# WORK ORDER:
Would you write out all the records again, exactly?

(Items listed in a dataset)
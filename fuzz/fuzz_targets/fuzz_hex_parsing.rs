//! Fuzz target for hex parsing of addresses, tokens, and hashes
//!
//! This target ensures parsing:
//! 1. Never panics on arbitrary strings
//! 2. Round-trips every value it accepts

#![no_main]

use libfuzzer_sys::fuzz_target;
use rewards_primitives::{Address, Hash256, TokenId};

fuzz_target!(|data: &str| {
    if let Ok(addr) = Address::from_hex(data) {
        let rehex = format!("0x{}", addr.to_hex());
        assert_eq!(Address::from_hex(&rehex), Ok(addr));
    }

    if let Ok(token) = TokenId::from_hex(data) {
        let rehex = format!("0x{}", token.to_hex());
        assert_eq!(TokenId::from_hex(&rehex), Ok(token));
    }

    if let Ok(hash) = Hash256::from_hex(data) {
        assert_eq!(
            Hash256::from_hex(&hash.to_hex()).map(|h| h.to_hex()),
            Ok(hash.to_hex())
        );
    }
});
//! Core value types for the reward distribution engine
//!
//! This crate defines the address, token, and hash newtypes shared by the
//! Merkle verification and engine crates, along with the leaf encoding that
//! binds a recipient and an entitlement amount into a tree leaf.
//!
//! All byte-level types serialize as `0x`-prefixed hex strings.

pub mod address;
pub mod hash;
pub mod leaf;
pub mod token;

pub use address::{Address, AddressParseError};
pub use hash::Hash256;
pub use leaf::entitlement_leaf;
pub use token::TokenId;

/// Entitlement and balance amounts.
///
/// Wide enough to hold any `uint256`-style amount the off-chain tree builder
/// would realistically commit to; all arithmetic on amounts is checked.
pub type Amount = u128;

# PROBLEM SOLUTION:
filename fuzz/fuzz_targets/fuzz_hex_parsing.rs
//! Fuzz target for hex parsing of addresses, tokens, and hashes
//!
//! This target ensures parsing:
//! 1. Never panics on arbitrary strings
//! 2. Round-trips every value it accepts

#![no_main]

use libfuzzer_sys::fuzz_target;
use rewards_primitives::{Address, Hash256, TokenId};

fuzz_target!(|data: &str| {
    if let Ok(addr) = Address::from_hex(data) {
        let rehex = format!("0x{}", addr.to_hex());
        assert_eq!(Address::from_hex(&rehex), Ok(addr));
    }

    if let Ok(token) = TokenId::from_hex(data) {
        let rehex = format!("0x{}", token.to_hex());
        assert_eq!(TokenId::from_hex(&rehex), Ok(token));
    }

    if let Ok(hash) = Hash256::from_hex(data) {
        assert_eq!(
            Hash256::from_hex(&hash.to_hex()).map(|h| h.to_hex()),
            Ok(hash.to_hex())
        );
    }
});
//! Core value types for the reward distribution engine
//!
//! This crate defines the address, token, and hash newtypes shared by the
//! Merkle verification and engine crates, along with the leaf encoding that
//! binds a recipient and an entitlement amount into a tree leaf.
//!
//! All byte-level types serialize as `0x`-prefixed hex strings.

pub mod address;
pub mod hash;
pub mod leaf;
pub mod token;

pub use address::{Address, AddressParseError};
pub use hash::Hash256;
pub use leaf::entitlement_leaf;
pub use token::TokenId;

/// Entitlement and balance amounts.
///
/// Wide enough to hold any `uint256`-style amount the off-chain tree builder
/// would realistically commit to; all arithmetic on amounts is checked.
pub type Amount = u128;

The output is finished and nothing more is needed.